As a brief look at the English department’s curriculum will confirm, our discipline is inspired by a host of different concerns, and employs a wide variety of scholarly methodologies. Critical theory is a conversation about and across these disciplinary differences, a conversation that graduate students are encouraged to join, regardless of their areas of specialization.

Faculty in critical theory teach and research in a variety of fields. Some study literature for the insight it provides into the great cultural transformations of the past millennium; some focus on human psychology and the questions of identity in their historical particularity and their more enduring forms; others look to the ethical and political questions of identity, communication, and nation that face us today. We have faculty members working in the theoretical areas of narrative, psychoanalysis, performance, rhetoric, critical race, and feminist and gender studies, as well as many other fields.

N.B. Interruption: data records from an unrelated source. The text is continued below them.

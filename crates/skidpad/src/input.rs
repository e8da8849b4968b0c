//! Keyboard sampling for the driving keys.
//!
//! Input is level-triggered: only whether a key is currently held matters.
//! Key events may arrive at any point between ticks; the tick reads the
//! latest [`KeyState`] once.

/// One of the four driving directions.
#[derive(Clone, Copy, Debug, PartialEq, Eq, Hash)]
pub enum DriveKey {
    Forward,
    Backward,
    Left,
    Right,
}

impl DriveKey {
    /// Map a key name to a driving direction.
    ///
    /// Accepts `w`/`a`/`s`/`d` in either case and the arrow key names
    /// (`ArrowUp`, `ArrowDown`, `ArrowLeft`, `ArrowRight`), matched
    /// case-insensitively.
    pub fn from_key_name(key: &str) -> Option<Self> {
        match key.to_ascii_lowercase().as_str() {
            "w" | "arrowup" => Some(Self::Forward),
            "s" | "arrowdown" => Some(Self::Backward),
            "a" | "arrowleft" => Some(Self::Left),
            "d" | "arrowright" => Some(Self::Right),
            _ => None,
        }
    }
}

/// Whether the host should suppress the default action for a key
/// (arrow keys scroll the page in a browser).
pub fn suppresses_default(key: &str) -> bool {
    matches!(
        key.to_ascii_lowercase().as_str(),
        "arrowup" | "arrowdown" | "arrowleft" | "arrowright"
    )
}

/// Instantaneous state of the driving keys.
#[derive(Clone, Copy, Debug, Default, PartialEq, Eq)]
pub struct KeyState {
    pub forward: bool,
    pub backward: bool,
    pub left: bool,
    pub right: bool,
}

impl KeyState {
    /// Set the level of one key.
    pub fn set(&mut self, key: DriveKey, pressed: bool) {
        match key {
            DriveKey::Forward => self.forward = pressed,
            DriveKey::Backward => self.backward = pressed,
            DriveKey::Left => self.left = pressed,
            DriveKey::Right => self.right = pressed,
        }
    }

    /// Whether a key is held.
    pub fn is_pressed(&self, key: DriveKey) -> bool {
        match key {
            DriveKey::Forward => self.forward,
            DriveKey::Backward => self.backward,
            DriveKey::Left => self.left,
            DriveKey::Right => self.right,
        }
    }
}

/// Host-facing result of feeding one key event to the sampler.
#[derive(Clone, Copy, Debug, Default, PartialEq, Eq)]
pub struct KeyResponse {
    /// The key mapped to a driving direction.
    pub handled: bool,
    /// The host should cancel the key's default action.
    pub prevent_default: bool,
}

/// Tracks the driving keys from raw key-down/key-up events.
#[derive(Clone, Debug, Default)]
pub struct InputSampler {
    keys: KeyState,
}

impl InputSampler {
    pub fn new() -> Self {
        Self::default()
    }

    /// Handle a key-down event.
    pub fn key_down(&mut self, key: &str) -> KeyResponse {
        self.handle(key, true)
    }

    /// Handle a key-up event.
    pub fn key_up(&mut self, key: &str) -> KeyResponse {
        self.handle(key, false)
    }

    fn handle(&mut self, key: &str, pressed: bool) -> KeyResponse {
        // Key-up never needs suppression; only key-down scrolls the page.
        let prevent_default = pressed && suppresses_default(key);
        let Some(drive_key) = DriveKey::from_key_name(key) else {
            return KeyResponse {
                handled: false,
                prevent_default,
            };
        };
        self.keys.set(drive_key, pressed);
        tracing::trace!(?drive_key, pressed, "drive key");
        KeyResponse {
            handled: true,
            prevent_default,
        }
    }

    /// Release every key, e.g. when the window loses keyboard focus.
    pub fn release_all(&mut self) {
        self.keys = KeyState::default();
    }

    /// Current key levels.
    pub fn state(&self) -> KeyState {
        self.keys
    }
}

#[cfg(test)]
mod tests {
    use super::*;

    #[test]
    fn test_key_mapping() {
        assert_eq!(DriveKey::from_key_name("w"), Some(DriveKey::Forward));
        assert_eq!(DriveKey::from_key_name("W"), Some(DriveKey::Forward));
        assert_eq!(DriveKey::from_key_name("ArrowUp"), Some(DriveKey::Forward));
        assert_eq!(DriveKey::from_key_name("s"), Some(DriveKey::Backward));
        assert_eq!(DriveKey::from_key_name("ArrowDown"), Some(DriveKey::Backward));
        assert_eq!(DriveKey::from_key_name("a"), Some(DriveKey::Left));
        assert_eq!(DriveKey::from_key_name("ArrowLeft"), Some(DriveKey::Left));
        assert_eq!(DriveKey::from_key_name("d"), Some(DriveKey::Right));
        assert_eq!(DriveKey::from_key_name("ArrowRight"), Some(DriveKey::Right));
        assert_eq!(DriveKey::from_key_name("q"), None);
        assert_eq!(DriveKey::from_key_name(" "), None);
    }

    #[test]
    fn test_level_triggered() {
        let mut sampler = InputSampler::new();
        sampler.key_down("w");
        // Repeated key-down (auto-repeat) keeps the level.
        sampler.key_down("w");
        assert!(sampler.state().forward);

        sampler.key_up("w");
        assert!(!sampler.state().forward);
    }

    #[test]
    fn test_aliases_share_a_flag() {
        let mut sampler = InputSampler::new();
        sampler.key_down("ArrowLeft");
        assert!(sampler.state().left);
        // Releasing the letter alias clears the same flag.
        sampler.key_up("a");
        assert!(!sampler.state().left);
    }

    #[test]
    fn test_opposites_can_be_held_together() {
        let mut sampler = InputSampler::new();
        sampler.key_down("w");
        sampler.key_down("s");
        let state = sampler.state();
        assert!(state.forward && state.backward);
    }

    #[test]
    fn test_arrow_keys_prevent_default() {
        let mut sampler = InputSampler::new();
        let response = sampler.key_down("ArrowDown");
        assert!(response.handled);
        assert!(response.prevent_default);

        let response = sampler.key_down("s");
        assert!(response.handled);
        assert!(!response.prevent_default);

        assert!(!sampler.key_up("ArrowDown").prevent_default);
    }

    #[test]
    fn test_unmapped_key_is_noop() {
        let mut sampler = InputSampler::new();
        let response = sampler.key_down("Enter");
        assert_eq!(response, KeyResponse::default());
        assert_eq!(sampler.state(), KeyState::default());
    }

    #[test]
    fn test_release_all() {
        let mut sampler = InputSampler::new();
        for key in ["w", "a", "s", "d"] {
            sampler.key_down(key);
        }
        sampler.release_all();
        assert_eq!(sampler.state(), KeyState::default());
    }

    #[test]
    fn test_key_state_set() {
        let mut state = KeyState::default();
        state.set(DriveKey::Right, true);
        assert!(state.is_pressed(DriveKey::Right));
        assert!(!state.is_pressed(DriveKey::Left));
    }
}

The graduate curriculum in critical theory consists of three types of courses. The first includes surveys of criticism that put key critical ideas in historical perspective. The second is genre courses focusing on poetics and narrative theory; like the surveys, these have a broad historical scope. Finally, seminars and readings courses on specific topics such as Modernism, drama and performance, literature and the new digital technologies, and the sublime, provide various and exciting offerings from year to year.

The department has an active Critical Theory Reading Group that includes both faculty and graduate students. It meets weekly to explore new work in literary theory, as well as pertinent scholarship in adjacent disciplines. It also gives graduate students the chance to interact with faculty from a variety different fields and other departments.

Faculty in critical theory regularly organize lectures by visiting scholars, symposia, and conferences on topics of current interest. The bi-annual graduate student conference, NEXUS, is an outgrowth of these conversations. Graduate students in critical theory have won a number of prestigious awards including scholarships to the School of Criticism at Cornell University.